I know all the routes very well so if you can give me an idea of your destination I can advise you better.


----------



## aivlys (May 1, 2005)

pippin said:


> There is a truck stop just off the M6/M56 junction.
> 
> However, the nicest route to North Wales is to go off the M6 just N of Brum onto the (quiet) M54 then A5 which is dual carriageway to Shrewsbury.
> 
> ...


pippen, thanks very much. we are staying at: Cefn Eithin, Bethesda Bach, Llanwnda, Caernarfon, Gwynedd, Wales, United Kingdom. LL54 5SF. (off A499 (Caernarfon - Pwllheli) about 1m past junction A487 at Bethesda Bach village ).

had hoped to do the last 100 miles on the Sat morning.

thanks again.

Sylv


----------



## 1302 (Apr 4, 2006)

aivlys said:


> paul - you are very kind, are you near the M6 or M56?


Half an hour from the M6 at Poynton near Macclesfield and about 20 mins to the M56 - we have enough frontage to accommodate and we live on a cul de sac so no traffic - you could reverse in the hammer at the end  Google street view it to see what you think


----------



## pippin (Nov 15, 2007)

OK Sylv.

I would suggest you drive the last bit from Shrewsbury up to LLangollen and through the mountains all the way along the A5.

It will not be the fastest route but it will be a lot more relaxing as the A55 gets very busy and is subject to delays at this time of year.

My best recommendation is that you turn left at Shrewsbury and take the A458 through Welshpool to the A470/A487 via Dolgellau.
It is quite a fast road from there to your destination.

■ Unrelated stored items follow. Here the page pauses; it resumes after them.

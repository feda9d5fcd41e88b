//! Configuration file support for the demo.
//!
//! Settings are layered: defaults < config file < command-line arguments.
//! Unknown fields are ignored, so older builds keep reading newer files.

use etcetera::BaseStrategy;
use std::path::{Path, PathBuf};
use std::str::FromStr;

use verdict_core::{FatalAction, FatalPolicy, OutputOptions, RegistryConfig};

use crate::args::CommandLineArgs;
use crate::error::DemoError;
use crate::productinfo;

/// Root configuration structure.
///
/// All fields are optional to support partial configuration.
#[derive(Debug, Default, Clone, serde::Deserialize)]
#[serde(default)]
pub struct Config {
    /// Where results go and how they look.
    pub report: ReportConfig,

    /// What happens once a required test fails.
    pub fatal: FatalConfig,
}

/// Output destinations and options.
#[derive(Debug, Default, Clone, serde::Deserialize)]
#[serde(default)]
pub struct ReportConfig {
    /// Name of the test run.
    pub name: Option<String>,
    /// Partial path for text files.
    pub text: Option<PathBuf>,
    /// Partial path for HTML files.
    pub html: Option<PathBuf>,
    /// Partial path for XML files.
    pub xml: Option<PathBuf>,
    /// Partial path for JUnit XML files.
    pub junit: Option<PathBuf>,
    /// Output option letters, as accepted by `-o`.
    pub options: Option<String>,
}

/// Fatal path settings.
#[derive(Debug, Default, Clone, serde::Deserialize)]
#[serde(default)]
pub struct FatalConfig {
    /// Flush the summary before exiting.
    #[serde(rename = "flush-summary")]
    pub flush_summary: Option<bool>,

    /// Process exit code after a required test fails.
    #[serde(rename = "exit-code")]
    pub exit_code: Option<i32>,
}

impl Config {
    /// Builds the registry configuration, merging in command-line arguments.
    pub fn to_registry_config(&self, args: &CommandLineArgs) -> Result<RegistryConfig, DemoError> {
        let name = args
            .name
            .as_deref()
            .or(self.report.name.as_deref())
            .unwrap_or(productinfo::DEFAULT_RUN_NAME);

        let options = match args
            .output_options
            .as_deref()
            .or(self.report.options.as_deref())
        {
            Some(letters) => {
                OutputOptions::from_str(letters).map_err(|source| DemoError::OutputOptions {
                    letters: letters.to_owned(),
                    source,
                })?
            }
            None => OutputOptions::NOTHING,
        };

        let defaults = FatalPolicy::default();
        let fatal = FatalPolicy {
            flush_summary: self.fatal.flush_summary.unwrap_or(defaults.flush_summary),
            action: self
                .fatal
                .exit_code
                .map_or(defaults.action, FatalAction::Exit),
        };

        let mut config = RegistryConfig::new(name)
            .with_options(options)
            .with_fatal_policy(fatal)
            .with_summary_on_drop(!args.keep_alive);

        if let Some(path) = pick(args.text_file.as_ref(), self.report.text.as_ref()) {
            config = config.with_text_file(path);
        }
        if let Some(path) = pick(args.html_file.as_ref(), self.report.html.as_ref()) {
            config = config.with_html_file(path);
        }
        if let Some(path) = pick(args.xml_file.as_ref(), self.report.xml.as_ref()) {
            config = config.with_xml_file(path);
        }
        if let Some(path) = pick(args.junit_file.as_ref(), self.report.junit.as_ref()) {
            config = config.with_junit_file(path);
        }

        if !config.has_any_output() {
            return Err(DemoError::NoOutput);
        }

        Ok(config)
    }
}

/// Priority: CLI (if provided) > config file.
fn pick<'a>(cli_value: Option<&'a PathBuf>, config_value: Option<&'a PathBuf>) -> Option<&'a PathBuf> {
    cli_value.or(config_value)
}

/// Result of attempting to load a configuration file.
#[derive(Debug)]
pub struct ConfigLoadResult {
    /// The loaded configuration, or default if loading failed.
    pub config: Config,

    /// The path that was used (or attempted) for loading.
    pub path: Option<PathBuf>,

    /// Any error that occurred during loading.
    pub error: Option<ConfigLoadError>,

    /// Whether the path was explicitly provided by the user (via `--config`).
    /// If true and there's an error, the program should fail rather than continue.
    pub explicit_path: bool,
}

/// Errors that can occur when loading configuration.
#[derive(Debug, thiserror::Error)]
pub enum ConfigLoadError {
    /// Failed to read the configuration file.
    #[error("failed to read config file: {0}")]
    Io(#[from] std::io::Error),

    /// Failed to parse the TOML content.
    #[error("failed to parse config file: {0}")]
    Parse(#[from] toml::de::Error),
}

/// Returns the default configuration file path for the current platform.
///
/// Returns `None` if the platform's config directory cannot be determined.
pub fn default_config_path() -> Option<PathBuf> {
    let strategy = etcetera::choose_base_strategy().ok()?;
    Some(strategy.config_dir().join("verdict").join("config.toml"))
}

/// Loads configuration from the specified path.
pub fn load_from_path(path: &Path) -> ConfigLoadResult {
    let parsed = std::fs::read_to_string(path)
        .map_err(ConfigLoadError::from)
        .and_then(|content| toml::from_str(&content).map_err(ConfigLoadError::from));

    let (config, error) = match parsed {
        Ok(config) => (config, None),
        Err(e) => (Config::default(), Some(e)),
    };

    ConfigLoadResult {
        config,
        path: Some(path.to_path_buf()),
        error,
        explicit_path: false,
    }
}

/// Loads configuration, honoring `--no-config` and `--config`.
///
/// A missing file at the default path is not an error.
pub fn load_config(disabled: bool, explicit_path: Option<&Path>) -> ConfigLoadResult {
    let empty = |path| ConfigLoadResult {
        config: Config::default(),
        path,
        error: None,
        explicit_path: false,
    };

    if disabled {
        return empty(None);
    }

    let is_explicit = explicit_path.is_some();
    let path = match explicit_path {
        Some(p) => p.to_path_buf(),
        None => match default_config_path() {
            Some(p) => p,
            None => return empty(None),
        },
    };

    if !is_explicit && !path.exists() {
        return empty(Some(path));
    }

    let mut result = load_from_path(&path);
    result.explicit_path = is_explicit;
    result
}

There are quite a few CS/CLs around Shrewsbury which will give you about 2½hrs to do on Saturday.

See what you think.

PS

Going M6 M56 A55 is a very long way round. If you like hammering along M'ways and travelling all that extra distance - ?


----------



## piinch (May 17, 2009)

just came back from north wales, if you go via welshpool you have a first gear climb up a mountain, try going via bala it, flatter


----------



## aivlys (May 1, 2005)

Thanks to everyone for their offers of help and advice. I will chat to hubby this evening and see what his preferences are.

Many thanks again.

sylv


----------



## selstrom (May 23, 2005)

pippin said:


> OK Sylv.
> 
> I would suggest you drive the last bit from Shrewsbury up to LLangollen and through the mountains all the way along the A5.
> 
> ...


The above route is 6 miles shorter than M6-A55.

The route by A5 to Bangor is 11 miles shorter than via Dolgellau.


----------



## pippin (Nov 15, 2007)

piinch

I know that bit of the A470 like the back of my hand.

The Bwlch yr Oernant is easy-peasy if you attack it sensibly.

Going north in our MH I get a good head of speed up to where the telephone box and layby are at the bottom.

Hammer up in 5th, drop to 4th, a bit of 3rd then back into 4th until the very last bit where you have to drop back into 3rd and then 2nd for the hairpin at the top.

Coming southwards is easier - a long gradual climb up then into 2nd for the hairpin and coast down in whatever gear you like, depending on the state of your brakes!

First gear? Never!


----------



## Glandwr (Jun 12, 2006)

If you choose M6, M56, A55 route. Take the motorway south rather than north of Chester and you can stay on the little Roodee (5/10 mins off expressway)

http://www.chestertourist.com/littleroodee.htm

Dick


----------



## aivlys (May 1, 2005)

thanks everyone, you have given me some really good pointers. I believe we have decided on taking all your suggestions. We will stay over at Little roodie as our intention has changed to include a visit to Zipworld on route to the campsite. we decided on 4 nights there and will return via the Shrewsbury route to take in a 4 night rally for the Shrewsbury flower festival and see something of Shrewsbury. Fingers crossed for some really good weather. Again thanks to everyone, this site is brill and it's members even brill'er! only a week to go ....... Sylv


----------